*** Source material Section Begins ***

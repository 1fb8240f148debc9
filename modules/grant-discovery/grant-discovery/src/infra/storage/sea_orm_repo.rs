use std::collections::BTreeSet;

use async_trait::async_trait;
use grant_discovery_sdk::{
    AccessGroup, GrantStatus, IdSet, ListPolicy, PolicyGrant, PolicyTemplate, TargetObject,
};
use sea_orm::{
    ActiveModelTrait, ColumnTrait, ConnectionTrait, EntityTrait, QueryFilter, QueryOrder, Set,
    SqlErr,
};
use time::OffsetDateTime;
use tracing::{debug, warn};

use crate::domain::error::DomainError;
use crate::domain::repo::{Catalog, DuplicateScope, GrantDiscoveryRepository, GrantKey};

use super::entity::{
    access_group, actor, group_membership, list_policy, policy_grant, policy_template,
    target_database, target_object,
};

pub struct SeaOrmRepository;

impl SeaOrmRepository {
    #[must_use]
    pub fn new() -> Self {
        Self
    }
}

impl Default for SeaOrmRepository {
    fn default() -> Self {
        Self::new()
    }
}

/// Decode a stored id set; an undecodable set is logged and treated as empty.
fn decode_ids(kind: &'static str, id: i64, raw: &str) -> BTreeSet<i64> {
    match IdSet::parse(raw) {
        Ok(ids) => ids.into_inner(),
        Err(e) => {
            warn!(kind, id, error = %e, "Invalid id set; treating as empty");
            BTreeSet::new()
        }
    }
}

#[async_trait]
impl GrantDiscoveryRepository for SeaOrmRepository {
    async fn load_catalog<C: ConnectionTrait>(
        &self,
        conn: &C,
        connection_id: i64,
    ) -> Result<Catalog, DomainError> {
        let templates = policy_template::Entity::find()
            .order_by_asc(policy_template::Column::Id)
            .all(conn)
            .await?
            .into_iter()
            .map(PolicyTemplate::from)
            .collect();

        let list_policies = list_policy::Entity::find()
            .order_by_asc(list_policy::Column::Id)
            .all(conn)
            .await?
            .into_iter()
            .map(|m| ListPolicy {
                template_ids: decode_ids("list_policy", m.id, &m.template_ids),
                id: m.id,
                name: m.name,
                active: m.active,
            })
            .collect();

        let groups = access_group::Entity::find()
            .order_by_asc(access_group::Column::Id)
            .all(conn)
            .await?
            .into_iter()
            .map(|m| AccessGroup {
                list_policy_ids: decode_ids("access_group", m.id, &m.list_policy_ids),
                id: m.id,
                name: m.name,
            })
            .collect();

        let actors = actor::Entity::find()
            .filter(actor::Column::ConnectionId.eq(connection_id))
            .order_by_asc(actor::Column::Id)
            .all(conn)
            .await?
            .into_iter()
            .map(Into::into)
            .collect();

        let databases = target_database::Entity::find()
            .filter(target_database::Column::ConnectionId.eq(connection_id))
            .order_by_asc(target_database::Column::Id)
            .all(conn)
            .await?
            .into_iter()
            .map(Into::into)
            .collect();

        Ok(Catalog {
            templates,
            list_policies,
            groups,
            actors,
            databases,
        })
    }

    async fn load_objects<C: ConnectionTrait>(
        &self,
        conn: &C,
        database_ids: &[i64],
        kinds: &BTreeSet<String>,
    ) -> Result<Vec<TargetObject>, DomainError> {
        if database_ids.is_empty() || kinds.is_empty() {
            return Ok(Vec::new());
        }

        let objects = target_object::Entity::find()
            .filter(target_object::Column::DatabaseId.is_in(database_ids.iter().copied()))
            .filter(target_object::Column::Kind.is_in(kinds.iter().cloned()))
            .order_by_asc(target_object::Column::Id)
            .all(conn)
            .await?;

        Ok(objects.into_iter().map(Into::into).collect())
    }

    async fn find_enabled_grant<C: ConnectionTrait>(
        &self,
        conn: &C,
        key: &GrantKey,
        scope: DuplicateScope,
    ) -> Result<Option<PolicyGrant>, DomainError> {
        let mut query = policy_grant::Entity::find()
            .filter(policy_grant::Column::DatabaseId.eq(key.database_id))
            .filter(policy_grant::Column::ActorId.eq(key.actor_id))
            .filter(policy_grant::Column::ObjectId.eq(key.object_id))
            .filter(policy_grant::Column::TemplateId.eq(key.template_id))
            .filter(policy_grant::Column::Status.eq(GrantStatus::Enabled.as_str()));

        if scope == DuplicateScope::Connection {
            query = query.filter(policy_grant::Column::ConnectionId.eq(key.connection_id));
        }

        Ok(query.one(conn).await?.map(Into::into))
    }

    async fn insert_grant<C: ConnectionTrait>(
        &self,
        conn: &C,
        key: &GrantKey,
    ) -> Result<Option<PolicyGrant>, DomainError> {
        let model = policy_grant::ActiveModel {
            connection_id: Set(key.connection_id),
            template_id: Set(key.template_id),
            database_id: Set(key.database_id),
            actor_id: Set(key.actor_id),
            object_id: Set(key.object_id),
            status: Set(GrantStatus::Enabled.as_str().to_owned()),
            created_at: Set(OffsetDateTime::now_utc()),
            ..Default::default()
        };

        match model.insert(conn).await {
            Ok(inserted) => Ok(Some(inserted.into())),
            Err(e) if matches!(e.sql_err(), Some(SqlErr::UniqueConstraintViolation(_))) => {
                debug!(
                    actor_id = key.actor_id,
                    template_id = key.template_id,
                    database_id = key.database_id,
                    object_id = key.object_id,
                    "Enabled grant already stored"
                );
                Ok(None)
            }
            Err(e) => Err(e.into()),
        }
    }

    async fn list_grants<C: ConnectionTrait>(
        &self,
        conn: &C,
        connection_id: i64,
    ) -> Result<Vec<PolicyGrant>, DomainError> {
        let grants = policy_grant::Entity::find()
            .filter(policy_grant::Column::ConnectionId.eq(connection_id))
            .order_by_asc(policy_grant::Column::Id)
            .all(conn)
            .await?;
        Ok(grants.into_iter().map(Into::into).collect())
    }

    async fn is_member<C: ConnectionTrait>(
        &self,
        conn: &C,
        actor_id: i64,
        group_id: i64,
    ) -> Result<bool, DomainError> {
        let found = group_membership::Entity::find()
            .filter(group_membership::Column::ActorId.eq(actor_id))
            .filter(group_membership::Column::GroupId.eq(group_id))
            .one(conn)
            .await?;
        Ok(found.is_some())
    }

    async fn insert_membership<C: ConnectionTrait>(
        &self,
        conn: &C,
        actor_id: i64,
        group_id: i64,
    ) -> Result<(), DomainError> {
        group_membership::ActiveModel {
            actor_id: Set(actor_id),
            group_id: Set(group_id),
            created_at: Set(OffsetDateTime::now_utc()),
            ..Default::default()
        }
        .insert(conn)
        .await?;
        Ok(())
    }

    async fn list_memberships<C: ConnectionTrait>(
        &self,
        conn: &C,
    ) -> Result<Vec<(i64, i64)>, DomainError> {
        let rows = group_membership::Entity::find()
            .order_by_asc(group_membership::Column::ActorId)
            .order_by_asc(group_membership::Column::GroupId)
            .all(conn)
            .await?;
        Ok(rows.into_iter().map(|m| (m.actor_id, m.group_id)).collect())
    }
}

#[cfg(test)]
#[cfg_attr(coverage_nightly, coverage(off))]
mod tests {
    use super::*;
    use crate::test_support::{inmem_db, seed_catalog, template, CatalogSeed};

    fn key(connection_id: i64) -> GrantKey {
        GrantKey {
            connection_id,
            template_id: 4,
            database_id: 10,
            actor_id: 2,
            object_id: -1,
        }
    }

    #[tokio::test]
    async fn duplicate_scope_controls_connection_matching() {
        let db = inmem_db().await;
        let repo = SeaOrmRepository::new();
        repo.insert_grant(&db, &key(1)).await.unwrap();

        let other = key(2);
        assert!(repo
            .find_enabled_grant(&db, &other, DuplicateScope::Connection)
            .await
            .unwrap()
            .is_none());
        let global = repo
            .find_enabled_grant(&db, &other, DuplicateScope::Global)
            .await
            .unwrap()
            .unwrap();
        assert_eq!(global.connection_id, 1);
        assert_eq!(global.status, GrantStatus::Enabled);
    }

    #[tokio::test]
    async fn store_keeps_one_enabled_grant_per_scope() {
        let db = inmem_db().await;
        let repo = SeaOrmRepository::new();

        assert!(repo.insert_grant(&db, &key(1)).await.unwrap().is_some());
        // Same scope under another connection id collides with the enabled row.
        assert!(repo.insert_grant(&db, &key(2)).await.unwrap().is_none());

        // Disabled rows are outside the unique index.
        let k = key(1);
        policy_grant::ActiveModel {
            connection_id: Set(k.connection_id),
            template_id: Set(k.template_id),
            database_id: Set(k.database_id),
            actor_id: Set(k.actor_id),
            object_id: Set(k.object_id),
            status: Set(GrantStatus::Disabled.as_str().to_owned()),
            created_at: Set(OffsetDateTime::now_utc()),
            ..Default::default()
        }
        .insert(&db)
        .await
        .unwrap();

        let statuses: Vec<GrantStatus> = repo
            .list_grants(&db, 1)
            .await
            .unwrap()
            .into_iter()
            .map(|g| g.status)
            .collect();
        assert_eq!(statuses, vec![GrantStatus::Enabled, GrantStatus::Disabled]);
        assert!(repo.list_grants(&db, 2).await.unwrap().is_empty());
    }

    #[tokio::test]
    async fn invalid_id_sets_load_as_empty() {
        let db = inmem_db().await;
        seed_catalog(
            &db,
            &CatalogSeed {
                templates: vec![template(1, 1)],
                list_policies: vec![
                    (1, "json", "[1, 2]", true),
                    (2, "number", "3", true),
                    (3, "csv", "4, 5", false),
                    (4, "broken", "4, x", true),
                ],
                groups: vec![(1, "super", "")],
                ..Default::default()
            },
        )
        .await;

        let catalog = SeaOrmRepository::new().load_catalog(&db, 1).await.unwrap();
        let ids: Vec<Vec<i64>> = catalog
            .list_policies
            .iter()
            .map(|lp| lp.template_ids.iter().copied().collect())
            .collect();
        assert_eq!(ids, vec![vec![1, 2], vec![3], vec![4, 5], vec![]]);
        assert!(!catalog.list_policies[2].active);
        assert!(catalog.groups[0].list_policy_ids.is_empty());
    }

    #[tokio::test]
    async fn objects_are_filtered_by_database_and_kind() {
        let db = inmem_db().await;
        seed_catalog(
            &db,
            &CatalogSeed {
                databases: vec![(10, 1, "app"), (11, 1, "billing"), (12, 2, "other")],
                objects: vec![
                    (100, 10, "orders", "table"),
                    (101, 10, "v_orders", "view"),
                    (102, 11, "invoices", "table"),
                    (103, 12, "foreign", "table"),
                ],
                ..Default::default()
            },
        )
        .await;

        let repo = SeaOrmRepository::new();
        let catalog = repo.load_catalog(&db, 1).await.unwrap();
        let database_ids: Vec<i64> = catalog.databases.iter().map(|d| d.id).collect();
        assert_eq!(database_ids, vec![10, 11]);

        let objects = repo
            .load_objects(&db, &database_ids, &BTreeSet::from(["table".to_owned()]))
            .await
            .unwrap();
        let ids: Vec<i64> = objects.iter().map(|o| o.id).collect();
        assert_eq!(ids, vec![100, 102]);
    }

    #[tokio::test]
    async fn memberships_are_queryable_after_insert() {
        let db = inmem_db().await;
        let repo = SeaOrmRepository::new();
        assert!(!repo.is_member(&db, 3, 2).await.unwrap());
        repo.insert_membership(&db, 3, 2).await.unwrap();
        assert!(repo.is_member(&db, 3, 2).await.unwrap());
        assert_eq!(repo.list_memberships(&db).await.unwrap(), vec![(3, 2)]);
    }
}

*** Source material Section Ends ***

**Task statement**
Identify the lines in the entries that hold "templates" and return each one.

**Response below**
        let templates = policy_template::Entity::find()
            templates,
                templates: vec![template(1, 1)],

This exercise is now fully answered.